Copy all the lines of the data that include the word "never".

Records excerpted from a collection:
═══

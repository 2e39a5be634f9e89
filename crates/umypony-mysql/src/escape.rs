//! Literal escaping for MySQL text-protocol SQL.
//!
//! A `ConverterTable` is an ordered list of `(Kind, Converter)` pairs. The
//! first entry whose kind accepts a value's kind renders it; values no
//! entry accepts come back untouched as `Escaped::Unmatched` and the
//! caller decides what to do with them.

use std::sync::{Arc, LazyLock};

use chrono::{NaiveDateTime, NaiveTime, Timelike};
use umypony_core::{Kind, Value};

/// Renders one value as SQL literal text.
pub type Converter = fn(&Value, Kind) -> String;

static DEFAULT_TABLE: LazyLock<Arc<ConverterTable>> =
    LazyLock::new(|| Arc::new(ConverterTable::mysql_defaults()));

/// Ordered kind -> converter table.
///
/// Read-only once built; share it behind an `Arc`.
#[derive(Clone)]
pub struct ConverterTable {
    entries: Vec<(Kind, Converter)>,
}

impl std::fmt::Debug for ConverterTable {
    fn fmt(&self, f: &mut std::fmt::Formatter<'_>) -> std::fmt::Result {
        f.debug_list()
            .entries(self.entries.iter().map(|(kind, _)| kind))
            .finish()
    }
}

impl ConverterTable {
    /// Build a table from entries in lookup order.
    pub fn new(entries: Vec<(Kind, Converter)>) -> Self {
        Self { entries }
    }

    /// A table with no entries; every value comes back unmatched.
    pub fn empty() -> Self {
        Self::new(Vec::new())
    }

    /// The process-wide default table, built on first use.
    pub fn default_table() -> Arc<Self> {
        Arc::clone(&DEFAULT_TABLE)
    }

    /// The MySQL default converters.
    ///
    /// `DateTime` precedes `Date` so datetimes keep their time part.
    pub fn mysql_defaults() -> Self {
        Self::empty()
            .with(Kind::Null, null_literal)
            .with(Kind::Bool, bool_literal)
            .with(Kind::Integer, integer_literal)
            .with(Kind::Float, float_literal)
            .with(Kind::Decimal, decimal_literal)
            .with(Kind::Text, quote_text)
            .with(Kind::Binary, hex_literal)
            .with(Kind::DateTime, datetime_literal)
            .with(Kind::Date, date_literal)
            .with(Kind::Time, time_literal)
            .with(Kind::Uuid, hex_literal)
            .with(Kind::Json, json_literal)
    }

    /// Append an entry after the existing ones.
    #[must_use]
    pub fn with(mut self, kind: Kind, converter: Converter) -> Self {
        self.entries.push((kind, converter));
        self
    }

    pub fn entries(&self) -> &[(Kind, Converter)] {
        &self.entries
    }

    /// The first entry accepting `value`, in table order.
    pub fn lookup(&self, value: &Value) -> Option<(Kind, Converter)> {
        self.entries
            .iter()
            .find(|(kind, _)| kind.matches(value))
            .copied()
    }
}

/// Outcome of escaping one value.
#[derive(Debug, Clone, PartialEq)]
pub enum Escaped<'a> {
    /// Literal text produced by a converter
    Literal(String),
    /// No converter accepted the value
    Unmatched(&'a Value),
}

impl Escaped<'_> {
    pub fn is_literal(&self) -> bool {
        matches!(self, Escaped::Literal(_))
    }

    /// The text to splice into SQL; unmatched values use their plain
    /// `Display` form with no quoting.
    pub fn into_text(self) -> String {
        match self {
            Escaped::Literal(text) => text,
            Escaped::Unmatched(value) => value.to_string(),
        }
    }
}

/// Escape `value` with the first converter in `table` that accepts it.
pub fn escape<'a>(value: &'a Value, table: &ConverterTable) -> Escaped<'a> {
    match table.lookup(value) {
        Some((kind, convert)) => Escaped::Literal(convert(value, kind)),
        None => Escaped::Unmatched(value),
    }
}

/// Escape a string for use inside single quotes.
///
/// Uses MySQL backslash escapes, so the session must not run with
/// `NO_BACKSLASH_ESCAPES`.
pub fn escape_string(s: &str) -> String {
    let mut result = String::with_capacity(s.len() + 2);
    result.push('\'');
    for ch in s.chars() {
        match ch {
            '\0' => result.push_str("\\0"),
            '\n' => result.push_str("\\n"),
            '\r' => result.push_str("\\r"),
            '\\' => result.push_str("\\\\"),
            '\'' => result.push_str("\\'"),
            '"' => result.push_str("\\\""),
            '\x1a' => result.push_str("\\Z"), // Ctrl+Z
            _ => result.push(ch),
        }
    }
    result.push('\'');
    result
}

/// Escape bytes as a hex literal.
pub fn escape_bytes(data: &[u8]) -> String {
    let mut result = String::with_capacity(data.len() * 2 + 3);
    result.push_str("X'");
    for byte in data {
        result.push_str(&format!("{byte:02X}"));
    }
    result.push('\'');
    result
}

pub fn null_literal(_value: &Value, _kind: Kind) -> String {
    "NULL".to_string()
}

pub fn bool_literal(value: &Value, kind: Kind) -> String {
    match value {
        Value::Bool(b) => if *b { "1" } else { "0" }.to_string(),
        other => integer_literal(other, kind),
    }
}

pub fn integer_literal(value: &Value, _kind: Kind) -> String {
    match value.as_i64() {
        Some(i) => i.to_string(),
        None => value.to_string(),
    }
}

pub fn float_literal(value: &Value, _kind: Kind) -> String {
    match value {
        Value::Float(f) => finite_or_bound(f64::from(*f), || f.to_string()),
        Value::Double(f) => finite_or_bound(*f, || f.to_string()),
        other => other.to_string(),
    }
}

/// `text` for finite floats; NaN is `NULL` and infinities clamp to
/// `±1e308`. `text` formats at the value's own width.
fn finite_or_bound(f: f64, text: impl FnOnce() -> String) -> String {
    if f.is_nan() {
        "NULL".to_string()
    } else if f.is_infinite() {
        if f.is_sign_positive() { "1e308" } else { "-1e308" }.to_string()
    } else {
        text()
    }
}

/// Decimals unquoted; anything else in the slot is quoted as text.
pub fn decimal_literal(value: &Value, _kind: Kind) -> String {
    match value {
        Value::Decimal(d) => d.to_string(),
        other => quote_text(other, Kind::Text),
    }
}

/// The value's own text, unquoted.
pub fn plain_literal(value: &Value, _kind: Kind) -> String {
    value.to_string()
}

/// The value's text, quoted and escaped.
pub fn quote_text(value: &Value, _kind: Kind) -> String {
    match value.as_str() {
        Some(s) => escape_string(s),
        None => escape_string(&value.to_string()),
    }
}

pub fn hex_literal(value: &Value, _kind: Kind) -> String {
    match value {
        Value::Bytes(b) => escape_bytes(b),
        Value::Uuid(u) => escape_bytes(u.as_bytes()),
        other => quote_text(other, Kind::Text),
    }
}

pub fn date_literal(value: &Value, kind: Kind) -> String {
    match value {
        Value::Date(d) => format!("'{}'", d.format("%Y-%m-%d")),
        Value::Timestamp(_) => datetime_literal(value, kind),
        other => quote_text(other, Kind::Text),
    }
}

pub fn datetime_literal(value: &Value, _kind: Kind) -> String {
    match value {
        Value::Timestamp(ts) => format!("'{}'", format_datetime(ts)),
        other => quote_text(other, Kind::Text),
    }
}

pub fn time_literal(value: &Value, _kind: Kind) -> String {
    match value {
        Value::Time(t) => format!("'{}'", format_time(t)),
        other => quote_text(other, Kind::Text),
    }
}

pub fn json_literal(value: &Value, _kind: Kind) -> String {
    match value {
        Value::Json(j) => escape_string(&j.to_string()),
        other => quote_text(other, Kind::Text),
    }
}

fn format_datetime(ts: &NaiveDateTime) -> String {
    format!("{} {}", ts.date().format("%Y-%m-%d"), format_time(&ts.time()))
}

fn format_time(t: &NaiveTime) -> String {
    let micros = t.nanosecond() / 1_000;
    if micros == 0 {
        t.format("%H:%M:%S").to_string()
    } else {
        format!("{}.{micros:06}", t.format("%H:%M:%S"))
    }
}

#[cfg(test)]
mod tests {
    use super::*;
    use chrono::NaiveDate;
    use rust_decimal::Decimal;

    fn defaults() -> Arc<ConverterTable> {
        ConverterTable::default_table()
    }

    fn literal(value: Value) -> String {
        escape(&value, &defaults()).into_text()
    }

    #[test]
    fn test_escape_string() {
        assert_eq!(escape_string("hello"), "'hello'");
        assert_eq!(escape_string("it's"), "'it\\'s'");
        assert_eq!(escape_string("a\\b"), "'a\\\\b'");
        assert_eq!(escape_string("say \"hi\""), "'say \\\"hi\\\"'");
        assert_eq!(escape_string("line\nbreak\r"), "'line\\nbreak\\r'");
        assert_eq!(escape_string("nul\0z\x1a"), "'nul\\0z\\Z'");
    }

    #[test]
    fn test_null_and_numbers_unquoted() {
        assert_eq!(literal(Value::Null), "NULL");
        assert_eq!(literal(Value::Int(-5)), "-5");
        assert_eq!(literal(Value::BigInt(9_007_199_254_740_993)), "9007199254740993");
        assert_eq!(literal(Value::Double(2.5)), "2.5");
        assert_eq!(literal(Value::Decimal(Decimal::new(1025, 2))), "10.25");
        assert_eq!(literal(Value::Bool(true)), "1");
        assert_eq!(literal(Value::Bool(false)), "0");
    }

    #[test]
    fn test_floats_keep_their_own_width() {
        assert_eq!(literal(Value::Float(0.1)), "0.1");
        assert_eq!(literal(Value::Float(-2.75)), "-2.75");
        assert_eq!(literal(Value::Double(0.1)), "0.1");
    }

    #[test]
    fn test_decimal_from_untrusted_input_stays_numeric() {
        let value: Value = serde_json::from_str(r#"{"Decimal":"-0.005"}"#).expect("deserialize");
        assert_eq!(literal(value), "-0.005");

        let injected = serde_json::from_str::<Value>(r#"{"Decimal":"0 OR 1=1; DROP TABLE users"}"#);
        assert!(injected.is_err());

        let odd = ConverterTable::empty().with(Kind::Any, decimal_literal);
        assert_eq!(escape(&Value::from("1; DROP"), &odd).into_text(), "'1; DROP'");
    }

    #[test]
    fn test_non_finite_floats() {
        assert_eq!(literal(Value::Double(f64::NAN)), "NULL");
        assert_eq!(literal(Value::Float(f32::INFINITY)), "1e308");
        assert_eq!(literal(Value::Double(f64::NEG_INFINITY)), "-1e308");
    }

    #[test]
    fn test_text_binary_and_uuid() {
        assert_eq!(literal(Value::from("O'Brien")), "'O\\'Brien'");
        assert_eq!(literal(Value::Bytes(vec![0x00, 0xAB])), "X'00AB'");
        let id = uuid::Uuid::from_u128(0x0123_4567_89ab_cdef_0123_4567_89ab_cdef);
        assert_eq!(literal(Value::Uuid(id)), "X'0123456789ABCDEF0123456789ABCDEF'");
        assert_eq!(literal(serde_json::json!({"k": "v'"}).into()), r#"'{\"k\":\"v\'\"}'"#);
    }

    #[test]
    fn test_temporal_literals() {
        let date = NaiveDate::from_ymd_opt(2024, 3, 9).expect("valid date");
        let ts = date.and_hms_micro_opt(7, 5, 3, 120).expect("valid datetime");
        let whole = date.and_hms_opt(23, 59, 59).expect("valid datetime");

        assert_eq!(literal(Value::Date(date)), "'2024-03-09'");
        assert_eq!(literal(Value::Timestamp(ts)), "'2024-03-09 07:05:03.000120'");
        assert_eq!(literal(Value::Timestamp(whole)), "'2024-03-09 23:59:59'");
        assert_eq!(literal(Value::Time(ts.time())), "'07:05:03.000120'");
    }

    #[test]
    fn test_first_matching_entry_wins() {
        let table = ConverterTable::empty()
            .with(Kind::Integer, plain_literal)
            .with(Kind::Bool, bool_literal);
        // Integer accepts Bool and comes first.
        assert_eq!(escape(&Value::Bool(true), &table).into_text(), "true");

        let table = ConverterTable::empty()
            .with(Kind::Bool, bool_literal)
            .with(Kind::Integer, plain_literal);
        assert_eq!(escape(&Value::Bool(true), &table).into_text(), "1");
    }

    #[test]
    fn test_date_slot_accepts_datetime() {
        let table = ConverterTable::empty().with(Kind::Date, date_literal);
        let ts = NaiveDate::from_ymd_opt(2020, 1, 2)
            .and_then(|d| d.and_hms_opt(3, 4, 5))
            .expect("valid datetime");
        assert_eq!(
            escape(&Value::Timestamp(ts), &table),
            Escaped::Literal("'2020-01-02 03:04:05'".into())
        );
    }

    #[test]
    fn test_unmatched_value_returned_unchanged() {
        let raw = Value::Raw("CURRENT_TIMESTAMP".into());
        let escaped = escape(&raw, &defaults());
        assert_eq!(escaped, Escaped::Unmatched(&raw));
        assert!(!escaped.is_literal());
        assert_eq!(escaped.into_text(), "CURRENT_TIMESTAMP");

        let empty = ConverterTable::empty();
        let text = Value::from("x'y");
        assert_eq!(escape(&text, &empty), Escaped::Unmatched(&text));
    }

    #[test]
    fn test_any_slot_catches_everything() {
        let table = ConverterTable::empty()
            .with(Kind::Text, quote_text)
            .with(Kind::Any, quote_text);
        assert_eq!(escape(&Value::Raw("x".into()), &table).into_text(), "'x'");
        assert_eq!(format!("{table:?}"), "[Text, Any]");
    }

    #[test]
    fn test_default_table_is_shared() {
        assert!(Arc::ptr_eq(&defaults(), &ConverterTable::default_table()));
        assert_eq!(defaults().entries().len(), 12);
    }
}
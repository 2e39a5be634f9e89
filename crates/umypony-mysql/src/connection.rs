//! DB-API style connection shim over a query-only transport.
//!
//! `MySqlConnection` plays both the connection and the cursor role: the
//! transport has no cursor concept, so `cursor()` hands back the same
//! object. Parameters are escaped client-side and spliced into the SQL
//! text; the most recent result set is buffered for the fetch calls.

use std::sync::Arc;

use umypony_core::{
    ConnectOptions, ConnectionError, ConnectionErrorKind, Error, Result, ResultSet, Row, Transport,
    Value,
};

use crate::config::{AdapterConfig, EscapeMode};
use crate::escape::{ConverterTable, Escaped, escape};
use crate::params::{Params, substitute};

/// Connection state as seen by the shim.
#[derive(Debug, Clone, Copy, PartialEq, Eq)]
pub enum ConnectionState {
    /// `connect` has not succeeded yet
    Disconnected,
    /// Ready for statements
    Ready,
    /// The transport reported a lost session; no further calls are made
    Broken,
    /// `close` was called
    Closed,
}

/// A MySQL connection that is also its own cursor.
pub struct MySqlConnection<T> {
    transport: T,
    state: ConnectionState,
    encoders: Arc<ConverterTable>,
    config: AdapterConfig,
    result: Option<ResultSet>,
}

impl<T> std::fmt::Debug for MySqlConnection<T> {
    fn fmt(&self, f: &mut std::fmt::Formatter<'_>) -> std::fmt::Result {
        f.debug_struct("MySqlConnection")
            .field("state", &self.state)
            .field("encoders", &self.encoders)
            .field("config", &self.config)
            .field("buffered_rows", &self.result.as_ref().map(ResultSet::len))
            .finish_non_exhaustive()
    }
}

impl<T: Transport> MySqlConnection<T> {
    /// Wrap a transport using the default converter table.
    pub fn new(transport: T) -> Self {
        Self::with_converters(transport, ConverterTable::default_table(), AdapterConfig::default())
    }

    /// Wrap a transport with an explicit converter table and configuration.
    pub fn with_converters(
        transport: T,
        encoders: Arc<ConverterTable>,
        config: AdapterConfig,
    ) -> Self {
        Self {
            transport,
            state: ConnectionState::Disconnected,
            encoders,
            config,
            result: None,
        }
    }

    /// Open the transport session.
    ///
    /// Any failure is reported as a connection error; the original driver
    /// error is kept as its source.
    pub fn connect(&mut self, options: &ConnectOptions) -> Result<&mut Self> {
        if self.state == ConnectionState::Ready {
            return Ok(self);
        }

        tracing::debug!(
            host = %options.host,
            port = options.port,
            database = %options.database,
            "Connecting transport"
        );
        match self.transport.connect(options) {
            Ok(()) => {
                self.state = ConnectionState::Ready;
                self.result = None;
                Ok(self)
            }
            Err(Error::Connection(e)) => Err(Error::Connection(e)),
            Err(other) => Err(Error::Connection(ConnectionError {
                kind: ConnectionErrorKind::Connect,
                message: format!(
                    "Failed to connect to {}:{}: {}",
                    options.host, options.port, other
                ),
                source: Some(Box::new(other)),
            })),
        }
    }

    /// Close the transport session. Closing twice is a no-op.
    pub fn close(&mut self) -> Result<()> {
        let previous = std::mem::replace(&mut self.state, ConnectionState::Closed);
        self.result = None;
        match previous {
            ConnectionState::Ready | ConnectionState::Broken => self.transport.close(),
            ConnectionState::Disconnected | ConnectionState::Closed => Ok(()),
        }
    }

    /// The cursor is the connection itself.
    pub fn cursor(&mut self) -> &mut Self {
        self
    }

    /// Get the current connection state.
    pub fn state(&self) -> ConnectionState {
        self.state
    }

    /// Check if the connection is ready for statements.
    pub fn is_ready(&self) -> bool {
        self.state == ConnectionState::Ready
    }

    /// The converter table used for parameters.
    pub fn converters(&self) -> &Arc<ConverterTable> {
        &self.encoders
    }

    pub fn config(&self) -> AdapterConfig {
        self.config
    }

    /// Borrow the underlying transport.
    pub fn transport(&self) -> &T {
        &self.transport
    }

    /// Escape one value as SQL literal text.
    pub fn literal(&self, value: &Value) -> Result<String> {
        match escape(value, &self.encoders) {
            Escaped::Literal(text) => Ok(text),
            Escaped::Unmatched(value) => match self.config.escape_mode {
                EscapeMode::PassThrough => {
                    tracing::warn!(
                        kind = ?value.kind(),
                        "No converter for parameter; inserting its text unescaped"
                    );
                    Ok(value.to_string())
                }
                EscapeMode::Strict => Err(Error::parameter(format!(
                    "no converter accepts a {} parameter",
                    value.type_name()
                ))),
            },
        }
    }

    /// Execute a statement, replacing the result buffer.
    ///
    /// With `Params::None` the template is sent verbatim. The buffer is
    /// cleared when anything fails.
    pub fn execute(&mut self, sql: &str, params: impl Into<Params>) -> Result<&ResultSet> {
        self.result = None;
        let params = params.into();
        let statement =
            substitute(sql, &params, |value| self.literal(value)).map_err(|e| e.with_sql(sql))?;
        let result = self.query(&statement)?;
        Ok(&*self.result.insert(result))
    }

    /// Send one statement to the transport without touching the result
    /// buffer.
    pub fn query(&mut self, sql: &str) -> Result<ResultSet> {
        match self.state {
            ConnectionState::Ready => {}
            ConnectionState::Disconnected => {
                return Err(Error::disconnected("Connection is not open"));
            }
            ConnectionState::Broken => {
                return Err(Error::disconnected("Connection was lost"));
            }
            ConnectionState::Closed => return Err(Error::disconnected("Connection is closed")),
        }

        if self.config.debug {
            tracing::debug!(sql = %sql, "Executing statement");
        }

        self.transport.query(sql).map_err(|e| {
            if matches!(e, Error::Connection(_)) {
                self.state = ConnectionState::Broken;
            }
            e.with_sql(sql)
        })
    }

    pub fn commit(&mut self) -> Result<()> {
        self.query("commit").map(drop)
    }

    pub fn rollback(&mut self) -> Result<()> {
        self.query("rollback").map(drop)
    }

    /// The buffered result of the last successful `execute`.
    pub fn result(&self) -> Option<&ResultSet> {
        self.result.as_ref()
    }

    /// The first buffered row, if any.
    pub fn fetchone(&self) -> Option<&Row> {
        self.fetchall().first()
    }

    /// All buffered rows; empty before any `execute`.
    pub fn fetchall(&self) -> &[Row] {
        self.result.as_ref().map_or(&[], |rs| rs.rows.as_slice())
    }

    /// Up to `size` buffered rows.
    pub fn fetchmany(&self, size: usize) -> &[Row] {
        let rows = self.fetchall();
        &rows[..size.min(rows.len())]
    }
}
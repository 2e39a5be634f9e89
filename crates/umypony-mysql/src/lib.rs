//! MySQL provider for umypony.
//!
//! Makes a query-only MySQL driver look like a DB-API style connection to
//! an object-relational mapping engine:
//!
//! - [`escape`]: literal escaping through an ordered converter table
//! - [`params`]: `format`-style (`%s`, `%(name)s`) parameter substitution
//! - [`connection`]: the connection/cursor shim over a [`Transport`]
//! - [`transaction`]: foreign-key checks and isolation around sessions
//! - [`inspect`]: `information_schema` existence checks
//! - [`provider`]: dialect metadata and the lifecycle hooks
//!
//! The wire driver itself is supplied by the caller as a [`Transport`].
//!
//! [`Transport`]: umypony_core::Transport

pub mod config;
pub mod connection;
pub mod escape;
pub mod inspect;
pub mod params;
pub mod provider;
pub mod transaction;

#[cfg(test)]
mod test_support;

pub use config::{AdapterConfig, EscapeMode};
pub use connection::{ConnectionState, MySqlConnection};
pub use escape::{Converter, ConverterTable, Escaped, escape};
pub use inspect::QualifiedName;
pub use params::Params;
pub use provider::{ColumnConverter, MySqlProvider, ServerVersion};
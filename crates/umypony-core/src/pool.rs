//! The boundary to the mapping engine's connection pool.
//!
//! Pooling itself lives outside the adapter. The provider only needs to
//! hand a connection back for reuse or make sure it never comes back.

/// Where released connections go.
pub trait ConnectionPool<C> {
    /// Return a healthy connection for reuse.
    fn release(&mut self, conn: C);

    /// Remove a connection whose session state is unknown.
    ///
    /// The pool must never hand this connection out again.
    fn discard(&mut self, conn: C);
}

impl<C, P: ConnectionPool<C> + ?Sized> ConnectionPool<C> for &mut P {
    fn release(&mut self, conn: C) {
        (**self).release(conn);
    }

    fn discard(&mut self, conn: C) {
        (**self).discard(conn);
    }
}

═══

PROBLEM SOLUTION:
//! hand a connection back for reuse or make sure it never comes back.
    /// The pool must never hand this connection out again.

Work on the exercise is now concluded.